Assuming, without even conceding, that the Tribunal is inferior to the Federal High Court, in all common law jurisdictions, the proper procedure to strip an inferior court of its jurisdiction is by way of certiorari – an application for judicial review, where a superior is asked to quash the proceedings of an inferior court.  Obviously Saraki’s lawyers have not toed this path. It is also very incorrect for Saraki’s lawyers to base his ex parte application on the argument that there is no incumbent Attorney General capable of instituting actions against him or any criminal action whatsoever.  This issue has long been settled by the Supreme Court in plethora of authorities. In AG Federation v. ANPP (2003) 18 NWLR (Part 851) 182, the Supreme Court held that office of the Attorney General is a body corporate with perpetual succession, and continues to function, irrespective of whether there is a sitting AG or not.  Also in Federal Republic of Nigeria v. Senator Adewunmi (2007) 10 NWLR (Pt.1042) 399 where the Supreme Court, held that the power to institute criminal proceedings against any person in the 1999 Constitution lies on the Attorney-General of the State or the Federation as the case may be, but such power may be exercised by the Attorney-General himself or through any officers of his department.

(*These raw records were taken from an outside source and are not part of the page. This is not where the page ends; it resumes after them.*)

//! Shared JSON event types for consistent CLI output.
//!
//! Every event carries `event` and `command` so a stream from several
//! invocations can be told apart.

use serde::Serialize;

/// Event emitted when a command starts.
#[derive(Debug, Clone, Serialize)]
pub struct StartEvent<'a> {
    pub event: &'static str,
    pub command: &'a str,
    pub version: &'static str,
    #[serde(skip_serializing_if = "Option::is_none")]
    pub source: Option<&'a str>,
}

impl<'a> StartEvent<'a> {
    pub fn new(command: &'a str) -> Self {
        Self {
            event: "start",
            command,
            version: env!("CARGO_PKG_VERSION"),
            source: None,
        }
    }

    pub fn with_source(mut self, source: &'a str) -> Self {
        self.source = Some(source);
        self
    }
}

/// The full selection after a command ran.
#[derive(Debug, Clone, Serialize)]
pub struct SelectionEvent<'a> {
    pub event: &'static str,
    pub command: &'a str,
    pub selected: Vec<&'a str>,
    pub selected_count: usize,
    pub total: usize,
}

impl<'a> SelectionEvent<'a> {
    pub fn new(command: &'a str, selected: Vec<&'a str>, selected_count: usize, total: usize) -> Self {
        Self {
            event: "selection",
            command,
            selected,
            selected_count,
            total,
        }
    }
}

/// Result of checking or unchecking one node.
#[derive(Debug, Clone, Serialize)]
pub struct ToggleEvent<'a> {
    pub event: &'static str,
    pub command: &'a str,
    pub node: &'a str,
    pub checked: bool,
    /// False when the node is not in the tree (the toggle was a no-op)
    pub known: bool,
    pub added: Vec<&'a str>,
    pub removed: Vec<&'a str>,
    pub dry_run: bool,
}

impl<'a> ToggleEvent<'a> {
    pub fn new(command: &'a str, node: &'a str, checked: bool, known: bool) -> Self {
        Self {
            event: "toggle",
            command,
            node,
            checked,
            known,
            added: Vec::new(),
            removed: Vec::new(),
            dry_run: false,
        }
    }

    pub fn with_changes(mut self, added: Vec<&'a str>, removed: Vec<&'a str>) -> Self {
        self.added = added;
        self.removed = removed;
        self
    }

    pub fn with_dry_run(mut self, dry_run: bool) -> Self {
        self.dry_run = dry_run;
        self
    }
}

/// Membership of one node in a selection.
#[derive(Debug, Clone, Serialize)]
pub struct CheckEvent<'a> {
    pub event: &'static str,
    pub command: &'a str,
    pub node: &'a str,
    pub known: bool,
    pub checked: bool,
}

impl<'a> CheckEvent<'a> {
    pub fn new(command: &'a str, node: &'a str, known: bool, checked: bool) -> Self {
        Self {
            event: "check",
            command,
            node,
            known,
            checked,
        }
    }
}

/// Descendant-inclusive id set of one node.
#[derive(Debug, Clone, Serialize)]
pub struct IdsEvent<'a> {
    pub event: &'static str,
    pub command: &'a str,
    pub node: &'a str,
    pub known: bool,
    pub ids: Vec<&'a str>,
}

impl<'a> IdsEvent<'a> {
    pub fn new(command: &'a str, node: &'a str, ids: Option<Vec<&'a str>>) -> Self {
        Self {
            event: "ids",
            command,
            node,
            known: ids.is_some(),
            ids: ids.unwrap_or_default(),
        }
    }
}

#[derive(Debug, Clone, Serialize)]
pub struct WarningEvent<'a> {
    pub event: &'static str,
    pub command: &'a str,
    pub message: String,
}

impl<'a> WarningEvent<'a> {
    pub fn new(command: &'a str, message: impl Into<String>) -> Self {
        Self {
            event: "warning",
            command,
            message: message.into(),
        }
    }
}

/// Event emitted when a command completes.
#[derive(Debug, Clone, Serialize)]
pub struct CompleteEvent<'a> {
    pub event: &'static str,
    pub command: &'a str,
    pub success: bool,
    #[serde(skip_serializing_if = "Option::is_none")]
    pub duration_ms: Option<u64>,
}

impl<'a> CompleteEvent<'a> {
    pub fn success(command: &'a str) -> Self {
        Self {
            event: "complete",
            command,
            success: true,
            duration_ms: None,
        }
    }

    pub fn failure(command: &'a str) -> Self {
        Self {
            event: "complete",
            command,
            success: false,
            duration_ms: None,
        }
    }

    pub fn with_duration(mut self, duration_ms: u64) -> Self {
        self.duration_ms = Some(duration_ms);
        self
    }
}

/// Event emitted when an error occurs.
#[derive(Debug, Clone, Serialize)]
pub struct ErrorEvent<'a> {
    pub event: &'static str,
    pub command: &'a str,
    pub code: &'a str,
    pub message: String,
    #[serde(skip_serializing_if = "Option::is_none")]
    pub help: Option<String>,
}

impl<'a> ErrorEvent<'a> {
    pub fn new(command: &'a str, code: &'a str, message: impl Into<String>) -> Self {
        Self {
            event: "error",
            command,
            code,
            message: message.into(),
            help: None,
        }
    }

    pub fn with_help(mut self, help: impl Into<String>) -> Self {
        self.help = Some(help.into());
        self
    }
}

See Sections 174 and 211 of the 1999 Constitution.  It is therefore incorrect to say that the absence of a sitting Attorney General (who ought to commence the action at the Tribunal) is a basis for an objection.  The office of the Attorney General by the decisions cited above is an institution and its function can be performed by an officer in that office.  Moreso, Section 24 (3) of the Code of Conduct Bureau and Tribunal Act provides the Attorney General or any one nominated by him may bring charges in respect of offences under the Act.  Section 25(3) Code of Conduct Bureau and Tribunal Act also provides that the question whether any authority has been given in pursuance of this section requiring the Attorney General to donate his

prosecutorial powers under the Act, shall not be inquired into by any person.  Now this provision is the killer, even if Saraki’s lawyers decide to raise this point at the Tribunal, such objection shall in medico legal terminology be dead on arrival.  The law does not allow them to inquire into the fact whether the prosecutor has the nomination of the Attorney General.

Does the Tribunal have the power to issue bench warrant?

By Sections 2 and 14 of the 3rd Schedule to the Code of Conduct Bureau and Tribunal Act, The Tribunal has the power to compel the attendance of accused persons and witnesses.  Hence the bench warrant issued against Senator Saraki on 18 September 2015 is perfectly in order.

What may happen to Senator Saraki?

By Section 23 of the Code of Conduct Bureau and Tribunal Act, the Tribunal may impose the following punishment on Senator Saraki if found guilty:

order that he vacate his office  or any elective or nominated office, as the case may be;

disqualify him from holding any public office (whether elective or not) for a period not exceeding ten years; and

seize and forfeit to the State of any property acquired in abuse or corruption of office.

Conclusion

From the above legal analysis, it looks like this may be the end of the road for the Kwara born Senator, who doubles as the Senate President.  Save for all manners of technical objections and delays, it appears the country may be shopping for another Senate President and a bye election may be on its way in his constituency in Kwara State.

Wale Fapohunda esq

‘Wale Fapohunda is a Lagos based Legal Practitioner.